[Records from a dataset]
Start of Block

//! Backend selection at runtime

use std::fmt;
use std::path::{Path, PathBuf};
use std::str::FromStr;

use named_cells_core::{
    Backend, CellAddress, CellRange, CellWrite, DateSystem, DefinedName, NativeCell, Result, TableDef,
};
use named_cells_xlsx::XlsxWorkbook;

#[cfg(feature = "libreoffice")]
use named_cells_libreoffice::{LibreOfficeConfig, LibreOfficeWorkbook};

/// Which backend opens a workbook
#[derive(Debug, Clone, Copy, PartialEq, Eq, Hash, Default)]
pub enum Engine {
    /// Pure-data XLSX backend; formula results are the cached values
    #[default]
    Xlsx,
    /// Round trip through headless LibreOffice; formulas are recalculated
    LibreOffice,
}

impl Engine {
    pub fn as_str(&self) -> &'static str {
        match self {
            Engine::Xlsx => "xlsx",
            Engine::LibreOffice => "libreoffice",
        }
    }
}

impl fmt::Display for Engine {
    fn fmt(&self, f: &mut fmt::Formatter<'_>) -> fmt::Result {
        f.write_str(self.as_str())
    }
}

impl FromStr for Engine {
    type Err = String;

    fn from_str(s: &str) -> std::result::Result<Self, Self::Err> {
        match s.to_ascii_lowercase().as_str() {
            "xlsx" | "openpyxl" => Ok(Engine::Xlsx),
            "libreoffice" | "soffice" => Ok(Engine::LibreOffice),
            other => Err(format!(
                "unknown engine '{other}' (expected 'xlsx' or 'libreoffice')"
            )),
        }
    }
}

/// Options for [`Workbook::open_with`]
#[derive(Debug, Clone, Default, PartialEq, Eq)]
pub struct OpenOptions {
    pub engine: Engine,
    /// `soffice` executable for [`Engine::LibreOffice`]; searched on `PATH`
    /// when unset
    pub soffice: Option<PathBuf>,
}

impl OpenOptions {
    pub fn new(engine: Engine) -> Self {
        Self {
            engine,
            soffice: None,
        }
    }

    pub fn soffice(mut self, path: Option<PathBuf>) -> Self {
        self.soffice = path;
        self
    }
}

/// A workbook opened with either backend
#[derive(Debug)]
pub enum Workbook {
    Xlsx(XlsxWorkbook),
    #[cfg(feature = "libreoffice")]
    LibreOffice(LibreOfficeWorkbook),
}

impl Workbook {
    pub fn open_with<P: AsRef<Path>>(path: P, options: &OpenOptions) -> Result<Self> {
        let path = path.as_ref();
        match options.engine {
            Engine::Xlsx => Ok(Workbook::Xlsx(XlsxWorkbook::open_file(path)?)),
            #[cfg(feature = "libreoffice")]
            Engine::LibreOffice => {
                let config = match &options.soffice {
                    Some(soffice) => LibreOfficeConfig::with_soffice(soffice),
                    None => LibreOfficeConfig::default(),
                };
                Ok(Workbook::LibreOffice(LibreOfficeWorkbook::open_with(
                    path, config,
                )?))
            }
            #[cfg(not(feature = "libreoffice"))]
            Engine::LibreOffice => Err(named_cells_core::Error::backend(
                "named-cells was built without the `libreoffice` feature",
            )),
        }
    }

    pub fn engine(&self) -> Engine {
        match self {
            Workbook::Xlsx(_) => Engine::Xlsx,
            #[cfg(feature = "libreoffice")]
            Workbook::LibreOffice(_) => Engine::LibreOffice,
        }
    }

    fn backend(&self) -> &dyn Backend {
        match self {
            Workbook::Xlsx(b) => b,
            #[cfg(feature = "libreoffice")]
            Workbook::LibreOffice(b) => b,
        }
    }

    fn backend_mut(&mut self) -> &mut dyn Backend {
        match self {
            Workbook::Xlsx(b) => b,
            #[cfg(feature = "libreoffice")]
            Workbook::LibreOffice(b) => b,
        }
    }
}

impl Backend for Workbook {
    /// Opens with the pure-data backend
    fn open(path: &Path) -> Result<Self> {
        Self::open_with(path, &OpenOptions::default())
    }

    fn path(&self) -> Option<&Path> {
        self.backend().path()
    }

    fn sheet_names(&self) -> &[String] {
        self.backend().sheet_names()
    }

    fn defined_names(&self) -> &[DefinedName] {
        self.backend().defined_names()
    }

    fn tables(&self) -> &[TableDef] {
        self.backend().tables()
    }

    fn date_system(&self) -> DateSystem {
        self.backend().date_system()
    }

    fn get(&self, sheet: &str, cell: CellAddress) -> Result<NativeCell> {
        self.backend().get(sheet, cell)
    }

    fn used_range(&self, sheet: &str) -> Result<Option<CellRange>> {
        self.backend().used_range(sheet)
    }

    fn check_write(&self, sheet: &str, cell: CellAddress) -> Result<()> {
        self.backend().check_write(sheet, cell)
    }

    fn set(&mut self, sheet: &str, cell: CellAddress, write: CellWrite) -> Result<()> {
        self.backend_mut().set(sheet, cell, write)
    }

    fn is_dirty(&self) -> bool {
        self.backend().is_dirty()
    }

    fn save(&mut self, path: Option<&Path>) -> Result<()> {
        self.backend_mut().save(path)
    }

    fn close(self) -> Result<()> {
        match self {
            Workbook::Xlsx(b) => b.close(),
            #[cfg(feature = "libreoffice")]
            Workbook::LibreOffice(b) => b.close(),
        }
    }
}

End of Block

◆ **What you have to do**:
Please show every line of the entries above that contains the word "PartialEq".

◆ **Answer below**:
#[derive(Debug, Clone, Copy, PartialEq, Eq, Hash, Default)]
#[derive(Debug, Clone, Default, PartialEq, Eq)]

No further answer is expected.